Мама еще со времен своего детства до эмиграции в СССР привыкла резать правду-матку, невзирая на лица; могла, особенно если что-то больно заденет ее, идти до конца, борясь за справедливость.
Это недовольство наряду с душевным дискомфортом накапливались, накапливались – и, наконец, уже по весне мама не выдержала и написала папе весточку: «Прошу тебя, Боренька, забери нас отсюда! И – поскорей, ради бога».
Отец быстренько оформил необходимые документы по линии Красного Креста с требованием вернуть детей.
А нам, детям малым, мама, плотно закрыв дверь своей спальни, сказала просто и решительно, тоном, исключавшим возражения: «Дети, мы едем к нашему папе. Домой возвращаемся. В Москву».
Отец. Письма из Испании получал регулярно. И сам тоже писал им в ответ.
Сестра. Сам город Бильбао, где мы жили, расположен в низине, а вокруг горы – серпантин на серпантине. Иногда выбирались на машине в живописные окрестности. На этом снимке: довезли нас на самую гору, мы вышли полюбоваться видами, внизу – море.
Ночь перед отъездом из Бильбао. Мы с братом потом многие годы ее вспоминали. Бабушка с дедом не хотели нас отпускать. Очень. И что удумали – выкрасть нас с Валеркой и под покровом ночи увезти в горы, в отдаленную деревушку! Мой братик услышал через стенку их беседу между собой и мигом доложил матери. Она завела нас в свою комнату. Мы спали одетыми на одной кровати с ней, чтобы в случае чего выбежать на улицу и кричать о том, что нас разъединяют.
Возвращались мы долго. Ехали на поездах. Сначала отправились во Францию. Из-за того, что в те годы в Испании не было советского посольства. В Париже месяц жили у маминой тетушки. Ничего в памяти от тех дней не отложилось.
Мы с Валерой жили ожиданием встречи с Москвой. Помню только, как медленно и нестерпимо тягуче поезд катит вдоль перрона Киевского вокзала.
Мы с братом визжали от радости, завидев в окошко отца, – выбежали к нему, он стиснул в объятиях сына, опустил его на землю и, глядя мимо меня, спросил: «А где ж Таня-то?!» Не узнал меня. Ладно, повзрослела – уезжала с челочкой, а вернулась – и все на пробор. У меня ведь еще и лицо все разбитое было: когда Чехословакию проехали, на советской пограничной станции Чоп двое суток торчали – всякие проверки и проволочки, на другой поезд пересаживались, потому что ширина железнодорожного пути различалась в Союзе и в Европе. Мы с другими детишками пошли к огромному забору играть во что-то, Валерка еще попросил: «Вы только сестру мою Таньку не сальте, а то упадет обязательно!» Как в воду глядел. Ну, я с того забора высоченного и сиганула, навзничь упала. Валерка принялся меня щекотать, а я не реагирую. Мать прибежала, у нее истерика началась, конечно.

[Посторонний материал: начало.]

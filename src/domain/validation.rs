use std::fmt;

#[derive(Debug, Clone, PartialEq, Eq)]
pub enum ValidationError {
    Empty { field: &'static str },
    InvalidPhoneNumber { input: String },
    UnsupportedHost { host: String },
    UnsupportedMethod { method: String },
}

impl fmt::Display for ValidationError {
    fn fmt(&self, f: &mut fmt::Formatter<'_>) -> fmt::Result {
        match self {
            Self::Empty { field } => write!(f, "{field} must not be empty"),
            Self::InvalidPhoneNumber { input } => write!(f, "invalid phone number: {input}"),
            Self::UnsupportedHost { host } => write!(f, "host \"{host}\" is not supported"),
            Self::UnsupportedMethod { method } => {
                write!(f, "method \"{method}\" is not supported")
            }
        }
    }
}

impl std::error::Error for ValidationError {}
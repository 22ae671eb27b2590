//! Client layer: configuration, HTTP transports, and request orchestration.

mod config;
mod http;

use std::error::Error as StdError;
use std::sync::Arc;

use tracing::debug;

pub use config::{CHARSET, Config, ConfigBuilder, PARTNER_ID, RESPONSE_FORMAT_JSON};
pub use http::{
    DEFAULT_CONNECT_TIMEOUT, DEFAULT_TIMEOUT, FORM_CONTENT_TYPE, HttpError, HttpResponse,
    HttpTransport, OneShotTransport, PooledTransport, PooledTransportBuilder,
};

use crate::domain::{
    ApiMethod, GetBalance, ListSenders, MethodCall, Operation, Params, Response, SendMessage,
    ValidationError,
};

#[derive(Debug, thiserror::Error)]
/// Errors returned while preparing or performing a gateway call.
///
/// Errors reported by the gateway itself (wrong password, insufficient funds, ...) are
/// not represented here; they come back as a [`Response`] with
/// [`Response::has_error`] set.
pub enum SmscError {
    /// Credentials are missing; raised before any request is sent.
    #[error("invalid configuration: {0}")]
    InvalidConfig(#[source] ValidationError),

    /// Host name outside the supported set.
    #[error("host \"{host}\" is not supported")]
    UnsupportedHost { host: String },

    /// Method name outside the supported set.
    #[error("method \"{method}\" is not supported")]
    UnsupportedMethod { method: String },

    /// No usable HTTP client could be set up.
    #[error("HTTP transport unavailable: {0}")]
    TransportUnavailable(#[source] Box<dyn StdError + Send + Sync>),

    /// HTTP client / transport failure (DNS, TLS, timeouts, etc).
    #[error("network error: {0}")]
    Network(#[source] Box<dyn StdError + Send + Sync>),

    /// Non-successful HTTP status code returned by the server.
    #[error("unexpected HTTP status: {status}")]
    HttpStatus { status: u16, body: Option<String> },

    /// Response body is not valid JSON.
    #[error("malformed response: {0}")]
    MalformedResponse(#[source] Box<dyn StdError + Send + Sync>),

    /// One of the domain constructors rejected an invalid value.
    #[error("validation error: {0}")]
    Validation(#[from] ValidationError),
}

impl Operation {
    /// Full parameter set for this operation.
    ///
    /// Later sources override earlier ones on key collisions: configuration
    /// credentials and defaults, then [`Config::default_options`], then the
    /// operation's own fields. `config` is only read.
    pub fn build_params(&self, config: &Config) -> Params {
        let mut params = config.base_params();
        params.extend(
            config
                .default_options()
                .iter()
                .map(|(key, value)| (key.clone(), value.clone())),
        );
        params.extend(crate::transport::encode_operation_params(self));
        params
    }

    /// Send this operation through `transport` and decode the reply.
    ///
    /// Errors:
    /// - [`SmscError::InvalidConfig`] before any request when credentials are missing,
    /// - [`SmscError::TransportUnavailable`] / [`SmscError::Network`] from the transport,
    /// - [`SmscError::HttpStatus`] for non-2xx HTTP responses,
    /// - [`SmscError::MalformedResponse`] when the body is not JSON.
    pub fn execute(
        &self,
        config: &Config,
        transport: &dyn HttpTransport,
    ) -> Result<Response, SmscError> {
        config.validate()?;

        let method = self.api_method();
        let url = config.method_url(method);
        let body = crate::transport::encode_form(&self.build_params(config));
        debug!(
            method = method.as_str(),
            host = config.host().as_str(),
            "sending gateway request"
        );

        let response = transport.post_form(&url, &body)?;

        if !(200..=299).contains(&response.status) {
            let body = if response.body.trim().is_empty() {
                None
            } else {
                Some(response.body)
            };
            return Err(SmscError::HttpStatus {
                status: response.status,
                body,
            });
        }

        Response::parse(&response.body, method)
    }
}

impl Response {
    /// Decode a raw gateway body received for `method`.
    pub fn parse(raw: &str, method: ApiMethod) -> Result<Self, SmscError> {
        crate::transport::decode_response(raw, method)
            .map_err(|err| SmscError::MalformedResponse(Box::new(err)))
    }
}

#[derive(Clone)]
/// High-level gateway client: a [`Config`] plus the transport used for every call.
///
/// [`SmscClient::new`] uses a [`OneShotTransport`]; pass a [`PooledTransport`] to
/// [`SmscClient::with_transport`] to keep connections alive between calls.
pub struct SmscClient {
    config: Config,
    http: Arc<dyn HttpTransport>,
}

impl SmscClient {
    pub fn new(config: Config) -> Self {
        Self::with_transport(config, OneShotTransport::new())
    }

    pub fn with_transport(config: Config, transport: impl HttpTransport + 'static) -> Self {
        Self::with_shared_transport(config, Arc::new(transport))
    }

    /// Use a transport that is also shared with other clients.
    pub fn with_shared_transport(config: Config, transport: Arc<dyn HttpTransport>) -> Self {
        Self {
            config,
            http: transport,
        }
    }

    pub fn config(&self) -> &Config {
        &self.config
    }

    pub fn config_mut(&mut self) -> &mut Config {
        &mut self.config
    }

    pub fn execute(&self, operation: impl Into<Operation>) -> Result<Response, SmscError> {
        let operation: Operation = operation.into();
        operation.execute(&self.config, self.http.as_ref())
    }

    /// Send a text, voice or Viber message.
    pub fn send_message(&self, request: SendMessage) -> Result<Response, SmscError> {
        self.execute(request)
    }

    /// Fetch the balance; read it with [`Response::balance`].
    pub fn get_balance(&self) -> Result<Response, SmscError> {
        self.execute(GetBalance)
    }

    /// Fetch approved sender ids; read them with [`Response::senders`].
    pub fn list_senders(&self) -> Result<Response, SmscError> {
        self.execute(ListSenders)
    }

    /// Call a method without a dedicated request type.
    pub fn call(&self, call: MethodCall) -> Result<Response, SmscError> {
        self.execute(call)
    }
}
//! Domain layer: strong types with validation and invariants (no I/O).

mod error_code;
mod request;
mod response;
mod validation;
mod value;

pub use error_code::describe as describe_error_code;
pub use request::{GetBalance, ListSenders, MethodCall, Operation, SendMessage, SendOptions};
pub use response::{Balance, Response, SUCCESS_MESSAGE};
pub use validation::ValidationError;
pub use value::{
    ApiMethod, Host, MessageText, ParamValue, Params, PhoneNumber, RawPhoneNumber, SenderId,
    Voice,
};

#[cfg(test)]
mod tests {
    use super::*;

    fn phone(raw: &str) -> RawPhoneNumber {
        RawPhoneNumber::new(raw).unwrap()
    }

    #[test]
    fn send_message_requires_recipients() {
        let err = SendMessage::new(
            Vec::new(),
            MessageText::new("hi").unwrap(),
            SendOptions::default(),
        )
        .unwrap_err();
        assert!(matches!(
            err,
            ValidationError::Empty {
                field: RawPhoneNumber::FIELD
            }
        ));
    }

    #[test]
    fn send_message_toggles_are_idempotent() {
        let msg = SendMessage::new(
            vec![phone("380501234567")],
            MessageText::new("hi").unwrap(),
            SendOptions::default(),
        )
        .unwrap();

        let once = msg.clone().with_viber().with_flash();
        let twice = msg.with_viber().with_viber().with_flash().with_flash();
        assert_eq!(once, twice);
        assert!(once.options().viber);
        assert!(once.options().flash);
        assert!(!once.options().mms);
    }

    #[test]
    fn send_message_add_phones_appends() {
        let mut msg = SendMessage::new(
            vec![phone("380501234567")],
            MessageText::new("hi").unwrap(),
            SendOptions::default(),
        )
        .unwrap();
        msg.add_phones(vec![phone("380671234567")]);
        msg.set_message(MessageText::new("bye").unwrap());

        let raws = msg.phones().iter().map(RawPhoneNumber::raw).collect::<Vec<_>>();
        assert_eq!(raws, vec!["380501234567", "380671234567"]);
        assert_eq!(msg.message().as_str(), "bye");
    }

    #[test]
    fn operation_method_tags() {
        let send = SendMessage::new(
            vec![phone("380501234567")],
            MessageText::new("hi").unwrap(),
            SendOptions::default(),
        )
        .unwrap();
        assert_eq!(Operation::from(send).api_method(), ApiMethod::Send);
        assert_eq!(Operation::from(GetBalance).api_method(), ApiMethod::Balance);
        assert_eq!(Operation::from(ListSenders).api_method(), ApiMethod::Senders);
        assert_eq!(
            Operation::from(MethodCall::new(ApiMethod::GetMnp)).api_method(),
            ApiMethod::GetMnp
        );
    }

    #[test]
    fn method_call_params_are_last_write_wins() {
        let call = MethodCall::new(ApiMethod::Status)
            .param("id", 1)
            .param("phone", "380501234567")
            .param("id", 2);
        assert_eq!(call.params().len(), 2);
        assert_eq!(call.params().get("id"), Some(&ParamValue::Integer(2)));
    }
}
//! Data-plane contract for volume transfer.
//!
//! A [`DataPlane`] is one environment's side of a transfer: it can inspect and
//! create volume claims, provision a transient endpoint that mounts a claim,
//! stream the claim's content out of or into that endpoint as a tar archive,
//! hash the files it holds, and remove everything a session created.

use std::collections::BTreeMap;

use async_trait::async_trait;
use serde::{Deserialize, Serialize};
use tokio::io::{AsyncRead, AsyncWrite};

use crate::util::hash::ContentHash;

use super::TransferError;

/// Tar stream produced by a source endpoint.
pub type DataStream = Box<dyn AsyncRead + Unpin + Send>;

/// SHA-256 of every regular file under an endpoint root, keyed by relative path.
pub type FileDigests = BTreeMap<String, ContentHash>;

/// Persistent volume claim as seen by the transfer.
#[derive(Debug, Clone, PartialEq, Eq, Serialize, Deserialize)]
pub struct ClaimInfo {
  pub namespace: String,
  pub name: String,
  /// Requested storage, e.g. `10Gi`.
  pub capacity: String,
  pub storage_class: Option<String>,
  pub access_modes: Vec<String>,
}

impl ClaimInfo {
  /// Copy of this claim for `namespace/name` on another environment.
  ///
  /// The storage class is remapped through `class_map` when it has an entry.
  pub fn for_destination(&self, namespace: &str, name: &str, class_map: &BTreeMap<String, String>) -> Self {
    let storage_class = self
      .storage_class
      .as_ref()
      .map(|class| class_map.get(class).cloned().unwrap_or_else(|| class.clone()));
    Self {
      namespace: namespace.to_string(),
      name: name.to_string(),
      capacity: self.capacity.clone(),
      storage_class,
      access_modes: self.access_modes.clone(),
    }
  }
}

/// Which end of the tunnel an endpoint serves.
#[derive(Debug, Clone, Copy, PartialEq, Eq, Serialize, Deserialize)]
#[serde(rename_all = "lowercase")]
pub enum EndpointRole {
  Source,
  Destination,
}

impl std::fmt::Display for EndpointRole {
  fn fmt(&self, f: &mut std::fmt::Formatter<'_>) -> std::fmt::Result {
    match self {
      EndpointRole::Source => write!(f, "source"),
      EndpointRole::Destination => write!(f, "destination"),
    }
  }
}

/// What to provision for one side of a session.
#[derive(Debug, Clone, PartialEq, Eq)]
pub struct EndpointSpec {
  /// Unique transient object name.
  pub name: String,
  /// Session id, attached as a label to every transient object.
  pub session: String,
  pub namespace: String,
  pub claim: String,
  pub role: EndpointRole,
  /// Directory inside the volume to read from or write to.
  pub path: String,
  pub image: String,
}

/// A provisioned, ready endpoint.
#[derive(Debug, Clone, PartialEq, Eq, Serialize, Deserialize)]
pub struct Endpoint {
  pub name: String,
  pub namespace: String,
  pub claim: String,
  pub role: EndpointRole,
  /// Directory inside the endpoint the stream is rooted at.
  pub root: String,
}

/// Receiving end of a tar stream.
#[async_trait]
pub trait DataSink: AsyncWrite + Unpin + Send {
  /// Flush, close the stream and wait until the endpoint has stored it.
  async fn finish(&mut self) -> Result<(), TransferError>;
}

/// One environment taking part in a transfer.
#[async_trait]
pub trait DataPlane: Send + Sync {
  /// Label for logs and reports (usually the kube context).
  fn environment(&self) -> &str;

  /// Look up a claim, `None` when it does not exist.
  async fn claim(&self, namespace: &str, name: &str) -> Result<Option<ClaimInfo>, TransferError>;

  async fn create_claim(&self, claim: &ClaimInfo) -> Result<(), TransferError>;

  /// Create a transient endpoint mounting `spec.claim` and wait until it is ready.
  async fn provision_endpoint(&self, spec: &EndpointSpec) -> Result<Endpoint, TransferError>;

  async fn open_reader(&self, endpoint: &Endpoint) -> Result<DataStream, TransferError>;

  async fn open_writer(&self, endpoint: &Endpoint) -> Result<Box<dyn DataSink>, TransferError>;

  async fn file_digests(&self, endpoint: &Endpoint) -> Result<FileDigests, TransferError>;

  /// Delete every transient object labelled with `session` in `namespace`.
  ///
  /// Only `namespace` is searched, so namespace-scoped credentials are enough.
  /// Returns how many objects were removed. Removing nothing is not an error.
  async fn teardown(&self, session: &str, namespace: &str) -> Result<usize, TransferError>;
}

Отец. Я как телеграмму из Чопа получил – поезд такой-то, вагон такой-то, – прямиком на завод побежал отгул брать. Ясное дело, мои мать с отцом прознали о таком событии. А было это под Пасху, точно помню, что под Пасху.

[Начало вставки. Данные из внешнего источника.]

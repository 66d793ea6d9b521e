mod common;
mod transform_tests;
mod unreachable_tests;
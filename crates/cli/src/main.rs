mod cmd;
mod output;

use std::path::PathBuf;

use anyhow::Result;
use clap::{Args, Parser, Subcommand};
use tracing_subscriber::EnvFilter;

use kmigrate_lib::consts::{DEFAULT_BURST, DEFAULT_QPS};

use crate::cmd::{ApplyArgs, ExportArgs, PluginArgs, TransferArgs, TransformArgs};
use crate::output::OutputFormat;

/// Migrate a namespace between Kubernetes clusters: export, transform, apply, transfer volumes.
#[derive(Parser)]
#[command(name = "kubectl-migrate")]
#[command(author, version, about, long_about = None)]
struct Cli {
  /// Enable debug logging
  #[arg(short, long, global = true)]
  verbose: bool,

  #[command(subcommand)]
  command: Commands,
}

/// Which cluster to talk to and how fast.
#[derive(Args, Debug, Clone)]
pub struct ClusterArgs {
  /// kubeconfig context (defaults to the current context)
  #[arg(long)]
  pub context: Option<String>,

  /// Path to the kubeconfig file
  #[arg(long)]
  pub kubeconfig: Option<PathBuf>,

  /// Sustained API requests per second
  #[arg(long, default_value_t = DEFAULT_QPS)]
  pub qps: u32,

  /// API requests allowed in a burst
  #[arg(long, default_value_t = DEFAULT_BURST)]
  pub burst: u32,
}

#[derive(Subcommand)]
enum Commands {
  /// Export the namespace resources into a directory of manifests
  Export {
    #[command(flatten)]
    args: ExportArgs,

    #[arg(short, long, value_enum, default_value_t)]
    output: OutputFormat,
  },

  /// Run an export through the transform plugins
  Transform {
    #[command(flatten)]
    args: TransformArgs,

    #[arg(short, long, value_enum, default_value_t)]
    output: OutputFormat,
  },

  /// List the transform plugins in execution order
  ListPlugins {
    #[command(flatten)]
    plugins: PluginArgs,

    #[arg(short, long, value_enum, default_value_t)]
    output: OutputFormat,
  },

  /// Re-run the transform with optional field groups enabled
  ApplyOptionals {
    #[command(flatten)]
    args: TransformArgs,

    /// Enable every optional field group the plugins declare
    #[arg(long)]
    all: bool,

    #[arg(short, long, value_enum, default_value_t)]
    output: OutputFormat,
  },

  /// Create the resources of an export or transform directory on a cluster
  Apply {
    #[command(flatten)]
    args: ApplyArgs,

    #[arg(short, long, value_enum, default_value_t)]
    output: OutputFormat,
  },

  /// Copy the content of a persistent volume claim to another cluster
  Transfer {
    #[command(flatten)]
    args: TransferArgs,

    #[arg(short, long, value_enum, default_value_t)]
    output: OutputFormat,
  },

  /// Print version information
  Version,
}

fn init_logging(verbose: bool) {
  let default = if verbose {
    "kmigrate_lib=debug,kubectl_migrate=debug"
  } else {
    "warn"
  };
  let filter = EnvFilter::try_from_default_env().unwrap_or_else(|_| EnvFilter::new(default));
  tracing_subscriber::fmt()
    .with_env_filter(filter)
    .with_writer(std::io::stderr)
    .without_time()
    .init();
}

fn main() -> Result<()> {
  let cli = Cli::parse();
  init_logging(cli.verbose);

  match cli.command {
    Commands::Export { args, output } => cmd::cmd_export(&args, output),
    Commands::Transform { args, output } => cmd::cmd_transform(&args, false, output),
    Commands::ListPlugins { plugins, output } => cmd::cmd_list_plugins(&plugins, output),
    Commands::ApplyOptionals { args, all, output } => cmd::cmd_transform(&args, all, output),
    Commands::Apply { args, output } => cmd::cmd_apply(&args, output),
    Commands::Transfer { args, output } => cmd::cmd_transfer(&args, output),
    Commands::Version => {
      cmd::cmd_version();
      Ok(())
    }
  }
}
//! On-disk resource tree shared by export, transform and apply.
//!
//! ```text
//! <root>/resources/<namespace>/<Kind>-<name>.yaml
//! <root>/resources/<namespace>/_cluster/<Kind>-<name>.yaml
//! <root>/failures/<namespace>/<Kind>-<name>.yaml
//! ```
//!
//! A kind served by more than one API group is written as `<Kind>.<group>-<name>`
//! for every group but the first.
//!
//! Files are written atomically (temp file in the same directory, then rename) so
//! an interrupted run never leaves a truncated manifest behind.

use std::fs;
use std::io;
use std::path::{Path, PathBuf};

use serde::{Deserialize, Serialize};
use serde_json::Value;
use thiserror::Error;
use tracing::{debug, warn};
use walkdir::WalkDir;

use crate::consts::{CLUSTER_DIR, FAILURES_DIR, MANIFEST_EXT, RESOURCES_DIR};
use crate::resource::{Resource, ResourceId, split_api_version};
use crate::util::yaml::{from_yaml, to_stable_yaml};

#[derive(Debug, Error)]
pub enum TreeError {
  #[error("{0} is not a resource tree (no resources/ directory)")]
  NotATree(PathBuf),

  #[error("failed to create directory {path}: {source}")]
  CreateDir {
    path: PathBuf,
    #[source]
    source: io::Error,
  },

  #[error("failed to write {path}: {source}")]
  Write {
    path: PathBuf,
    #[source]
    source: io::Error,
  },

  #[error("failed to remove {path}: {source}")]
  Remove {
    path: PathBuf,
    #[source]
    source: io::Error,
  },

  #[error("failed to read {path}: {source}")]
  Read {
    path: PathBuf,
    #[source]
    source: io::Error,
  },

  #[error("failed to walk {path}: {source}")]
  Walk {
    path: PathBuf,
    #[source]
    source: walkdir::Error,
  },

  #[error("failed to serialize {path}: {source}")]
  Serialize {
    path: PathBuf,
    #[source]
    source: serde_yaml::Error,
  },
}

Отец-то мой отродясь на такси не катался, а тут аж ЗИМ заказал! Как-никак, внук с внучкой на родину возвращаются, они ведь тоже не ведали, доведется свидеться с ними когда-нибудь али нет. Ну, дед Валеркин, правда, так разволновался, что перепутал и прикатил сначала на Курский вокзал. Но с запасом прикатил и потому успел вовремя на Киевский.

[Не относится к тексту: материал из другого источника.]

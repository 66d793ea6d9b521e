use std::collections::BTreeMap;
use std::path::PathBuf;
use std::time::Instant;

use anyhow::{Context, Result, bail};
use clap::Args;
use serde::Serialize;

use kmigrate_lib::config::parse_mapping;
use kmigrate_lib::platform::paths::plugin_dir;
use kmigrate_lib::transform::plugin::OptionalField;
use kmigrate_lib::transform::{PluginOrigin, PluginRegistry, TransformFlags, TransformOptions, transform};
use kmigrate_lib::tree::ResourceTree;

use crate::output::{
  OutputFormat, format_duration, print_error, print_info, print_json, print_stat, print_success, print_warning,
};

/// Where plugins come from and how they are adjusted.
#[derive(Args, Debug, Clone)]
pub struct PluginArgs {
  /// Directory holding external plugin executables [default: ~/.config/kmigrate/plugins]
  #[arg(long)]
  pub plugin_dir: Option<PathBuf>,

  /// Only run the built-in plugins
  #[arg(long)]
  pub skip_plugins: bool,

  /// YAML flags file: optionals, disabled-plugins, priorities, extras
  #[arg(long)]
  pub flags_file: Option<PathBuf>,
}

impl PluginArgs {
  fn flags(&self) -> Result<TransformFlags> {
    match &self.flags_file {
      Some(path) => TransformFlags::load(path).context("Failed to load flags file"),
      None => Ok(TransformFlags::default()),
    }
  }

  fn external_dir(&self) -> Option<PathBuf> {
    if self.skip_plugins {
      None
    } else {
      Some(self.plugin_dir.clone().unwrap_or_else(plugin_dir))
    }
  }

  async fn registry(&self, flags: &TransformFlags) -> PluginRegistry {
    PluginRegistry::load(self.external_dir().as_deref(), flags).await
  }
}

#[derive(Args, Debug)]
pub struct TransformArgs {
  /// Export directory to read
  #[arg(long, default_value = "export")]
  pub export_dir: PathBuf,

  /// Directory receiving the transformed manifests and report.yaml
  #[arg(long, default_value = "transform")]
  pub transform_dir: PathBuf,

  #[command(flatten)]
  pub plugins: PluginArgs,

  /// Enable an optional field group, optionally with a value (key or key=value)
  #[arg(long = "optional")]
  pub optionals: Vec<String>,
}

fn requested_optionals(raw: &[String]) -> Result<BTreeMap<String, String>> {
  let mut requested = BTreeMap::new();
  for entry in raw {
    if entry.contains('=') {
      let (key, value) = parse_mapping(entry)?;
      requested.insert(key, value);
    } else {
      requested.insert(entry.trim().to_string(), String::new());
    }
  }
  Ok(requested)
}

/// Run the transform. `all_optionals` enables every declared optional group.
pub fn cmd_transform(args: &TransformArgs, all_optionals: bool, output: OutputFormat) -> Result<()> {
  let start = Instant::now();
  let flags = args.plugins.flags()?;
  let requested = requested_optionals(&args.optionals)?;
  let source = ResourceTree::new(&args.export_dir);
  let target = ResourceTree::new(&args.transform_dir);

  let rt = tokio::runtime::Runtime::new().context("Failed to create async runtime")?;
  let (registry, report) = rt.block_on(async {
    let registry = args.plugins.registry(&flags).await;
    let mut options = TransformOptions::from_flags(&flags);
    // An empty value falls back to the flags file, then to "true".
    let requested: BTreeMap<String, String> = requested
      .into_iter()
      .map(|(key, value)| {
        let value = if value.is_empty() {
          flags.optionals.get(&key).cloned().unwrap_or_else(|| "true".to_string())
        } else {
          value
        };
        (key, value)
      })
      .collect();
    options.enable_optionals(&registry, &requested, all_optionals)?;
    let report = transform(&source, &target, &registry, &options).await?;
    Ok::<_, anyhow::Error>((registry, report))
  })?;

  let failed_resources = report.resources.iter().filter(|r| !r.errors.is_empty()).count();
  let all_failed = report.summary.resources > 0 && failed_resources == report.summary.resources;

  if output.is_json() {
    print_json(&report)?;
  } else {
    println!();
    if all_failed {
      print_error("Transform failed for every resource");
    } else {
      print_success(&format!("Transformed {}", args.export_dir.display()));
    }
    print_stat("Directory", &args.transform_dir.display().to_string());
    print_stat("Plugins", &registry.ordered().len().to_string());
    print_stat("Resources", &report.summary.resources.to_string());
    print_stat("Whiteouts", &report.summary.whiteouts.to_string());
    print_stat("Plugin errors", &report.summary.plugin_errors.to_string());
    if !report.optionals.is_empty() {
      print_stat("Optionals", &report.optionals.join(", "));
    }
    print_stat("Duration", &format_duration(start.elapsed()));
    for load_error in registry.load_errors() {
      print_warning(&format!("Plugin not loaded: {}", load_error));
    }
    for invalid in &report.invalid {
      print_warning(&format!("Unreadable manifest: {}", invalid.error));
    }
    if report.has_errors() {
      print_info("See report.yaml in the transform directory for per-resource errors");
    }
  }

  if all_failed {
    bail!("all {} resources failed to transform", report.summary.resources);
  }
  Ok(())
}

#[derive(Serialize)]
struct PluginRow<'a> {
  name: &'a str,
  version: &'a str,
  priority: i32,
  origin: PluginOrigin,
  optional_fields: &'a [OptionalField],
}

pub fn cmd_list_plugins(args: &PluginArgs, output: OutputFormat) -> Result<()> {
  let flags = args.flags()?;
  let rt = tokio::runtime::Runtime::new().context("Failed to create async runtime")?;
  let registry = rt.block_on(args.registry(&flags));

  let rows: Vec<PluginRow> = registry
    .ordered()
    .iter()
    .map(|registered| {
      let metadata = registered.plugin.metadata();
      PluginRow {
        name: &metadata.name,
        version: &metadata.version,
        priority: registered.priority,
        origin: registered.plugin.origin(),
        optional_fields: &metadata.optional_fields,
      }
    })
    .collect();

  if output.is_json() {
    return print_json(&rows);
  }

  println!("{:<24} {:<10} {:>8}  ORIGIN", "NAME", "VERSION", "PRIORITY");
  for row in &rows {
    println!(
      "{:<24} {:<10} {:>8}  {}",
      row.name, row.version, row.priority, row.origin
    );
    for field in row.optional_fields {
      let example = if field.example.is_empty() {
        String::new()
      } else {
        format!(" (e.g. {})", field.example)
      };
      println!("    optional {}: {}{}", field.key, field.help, example);
    }
  }
  for load_error in registry.load_errors() {
    print_warning(&format!("Plugin not loaded: {}", load_error));
  }
  Ok(())
}

#[cfg(test)]
mod tests {
  use super::*;

  #[test]
  fn optionals_accept_bare_keys_and_pairs() {
    let raw = vec!["strip-node-selector".to_string(), "registry-replacement=a=b".to_string()];
    let parsed = requested_optionals(&raw).unwrap();
    assert_eq!(parsed["strip-node-selector"], "");
    assert_eq!(parsed["registry-replacement"], "a=b");
  }

  #[test]
  fn optionals_reject_empty_key() {
    assert!(requested_optionals(&["=value".to_string()]).is_err());
  }
}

Я по перрону шел – ноги меня то сами несут, а то подкашиваются. Волновался жуть как. Встретились. Они как из вагона-то вышли, меня счастье переполнило. Обнялись. Поцеловались.
Домой на Ленинградский проспект на ЗИМе подруливаем. Поднимаемся к себе. Батюшки-светы – а стол-то наш огромный накрыт скатертью-самобранкой! Оказалось, что матушка моя все, что состряпала к Пасхе, сюда и притащила. Ключи же у нее от нашей комнаты были, само собой. Я еще, помню, сбегал в ближайший магазин и купил маленькие такие бутылочки шампанского. Для женщин, сами понимаете.